Per la Campania c’è un piano regionale che comprende il censimento, classifica del rischio, priorità degli interventi, dotazione finanziaria adeguata, e monitoraggio continuo?
«Tutti gli enti proprietari di manufatti quali ponti, viadotti, gallerie, devono eseguirne innanzitutto il censimento. Sono altresì obbligati alle ispezioni periodiche di vario livello e complessità. Quindi, anche in Campania sono in corso attività ispettive».
Come si possono prevenire i crolli?
«La diagnostica è la prima forma di prevenzione. Senza conoscenza non c’è sicurezza, né nelle infrastrutture né nei beni culturali».
Può fare un esempio concreto di intervento diagnostico significativo?
«Il viadotto Gatto di Salerno è emblematico. Nel 2018, pochi mesi prima del crollo del Morandi, vincemmo con l’azienda che dirigo la gara per le indagini. Durante le prove trovammo botole di ispezione chiuse con l’asfalto e un accumulo di fango proveniente da monte che si era infiltrato in alcuni punti all’interno del manufatto. È bastato riaprire e pulire per restituire sicurezza. È la dimostrazione che la manutenzione è un investimento, non un costo: le opere non si autocurano, e l’incuria umana è il primo nemico».
In che misura le nuove tecnologie aiutano?
«Oggi abbiamo a disposizione tecniche non distruttive come radar, ultrasuoni e raggi X, che ci permettono di “leggere” l’interno delle strutture come fa la diagnostica medica. Più la diagnosi è accurata, meno l’intervento sarà invasivo e costoso. Spendere un po’ di più in fase diagnostica significa risparmiare molto dopo, sia in termini economici sia di tutela del patrimonio».
Cosa si dovrebbe fare per prevenire le emergenze e rafforzare la sicurezza?

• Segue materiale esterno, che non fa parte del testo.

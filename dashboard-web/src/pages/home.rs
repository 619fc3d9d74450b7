//! Landing page

use leptos::prelude::*;
use leptos_router::hooks::use_navigate;

use crate::state::wallet::use_wallet_context;
use crate::utils::routes::AppRoute;

const FEATURES: [(&str, &str, &str); 3] = [
    (
        "◎",
        "Wallet Management",
        "Connect your wallet and manage your Base assets seamlessly",
    ),
    (
        "↗",
        "Portfolio Tracking",
        "Monitor your portfolio performance and asset allocation in real-time",
    ),
    (
        "▤",
        "Advanced Analytics",
        "Visualize your portfolio with interactive charts and insights",
    ),
];

#[component]
pub fn HomePage() -> impl IntoView {
    let wallet_ctx = use_wallet_context();
    let navigate = use_navigate();
    let connected = Memo::new(move |_| wallet_ctx.is_connected());

    view! {
        <section class="hero">
            <h1 class="hero-title">"Welcome to Asseti"</h1>
            <p class="hero-tagline">
                "Your comprehensive portfolio management solution on Base Network"
            </p>

            {move || {
                if connected.get() {
                    let to_portfolio = navigate.clone();
                    let to_analytics = navigate.clone();
                    view! {
                        <div class="hero-actions">
                            <button
                                class="btn btn-large"
                                on:click=move |_| to_portfolio(AppRoute::Portfolio.path(), Default::default())
                            >
                                "View Portfolio"
                            </button>
                            <button
                                class="btn btn-outlined btn-large"
                                on:click=move |_| to_analytics(AppRoute::Analytics.path(), Default::default())
                            >
                                "View Analytics"
                            </button>
                        </div>
                    }
                    .into_any()
                } else {
                    view! {
                        <p class="alert alert-warning hero-notice">"Connect your wallet to get started"</p>
                    }
                    .into_any()
                }
            }}

            <div class="feature-grid">
                {FEATURES
                    .into_iter()
                    .map(|(icon, title, description)| {
                        view! {
                            <div class="card feature-card">
                                <div class="feature-icon">{icon}</div>
                                <h3>{title}</h3>
                                <p>{description}</p>
                            </div>
                        }
                    })
                    .collect_view()}
            </div>
        </section>
    }
}
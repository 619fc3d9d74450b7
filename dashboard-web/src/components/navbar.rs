//! Navigation Bar Component
//!
//! Brand, route tabs and the wallet connect/disconnect control.

use leptos::prelude::*;
use leptos::task::spawn_local;
use leptos_router::components::A;
use leptos_router::hooks::use_location;
use shared::utils::truncate_address;

use crate::state::wallet::use_wallet_context;
use crate::utils::constants::APP_NAME;
use crate::utils::routes::AppRoute;

#[component]
pub fn Navbar() -> impl IntoView {
    let location = use_location();
    let active_route = Memo::new(move |_| location.pathname.with(|path| AppRoute::from_path(path)));

    view! {
        <nav class="app-bar">
            <div class="app-bar-inner">
                <A href="/" {..} class="nav-link-clean">
                    <span class="brand">{APP_NAME}</span>
                </A>

                <div class="tabs">
                    {AppRoute::ALL
                        .into_iter()
                        .map(|route| {
                            view! {
                                <A href=route.path() {..} class=move || {
                                    if active_route.get() == Some(route) { "tab tab-active" } else { "tab" }
                                }>
                                    {route.label()}
                                </A>
                            }
                        })
                        .collect_view()}
                </div>

                <WalletButton/>
            </div>
        </nav>
    }
}

#[component]
fn WalletButton() -> impl IntoView {
    let wallet_ctx = use_wallet_context();

    let on_connect = move |_| spawn_local(wallet_ctx.connect());
    let on_disconnect = move |_| wallet_ctx.disconnect();

    move || match wallet_ctx.address() {
        Some(address) => view! {
            <div class="wallet-info">
                <span class="wallet-address" title=address.clone()>{truncate_address(&address)}</span>
                <button class="btn btn-outlined" on:click=on_disconnect>"Disconnect"</button>
            </div>
        }
        .into_any(),
        None => view! {
            <button
                class="btn"
                disabled=move || wallet_ctx.is_connecting()
                on:click=on_connect
            >
                {move || if wallet_ctx.is_connecting() { "Connecting..." } else { "Connect Wallet" }}
            </button>
        }
        .into_any(),
    }
}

«Serve un cambio di paradigma: più conoscenza, meno improvvisazione. Sono favorevole anche a grandi opere come il Ponte sullo Stretto, ma dovrà essere un’opera fatta bene, con sistemi di controllo, monitoraggio e manutenzione programmata. Abbiamo insegnato al mondo a costruire ponti e strade: possiamo continuare a farlo».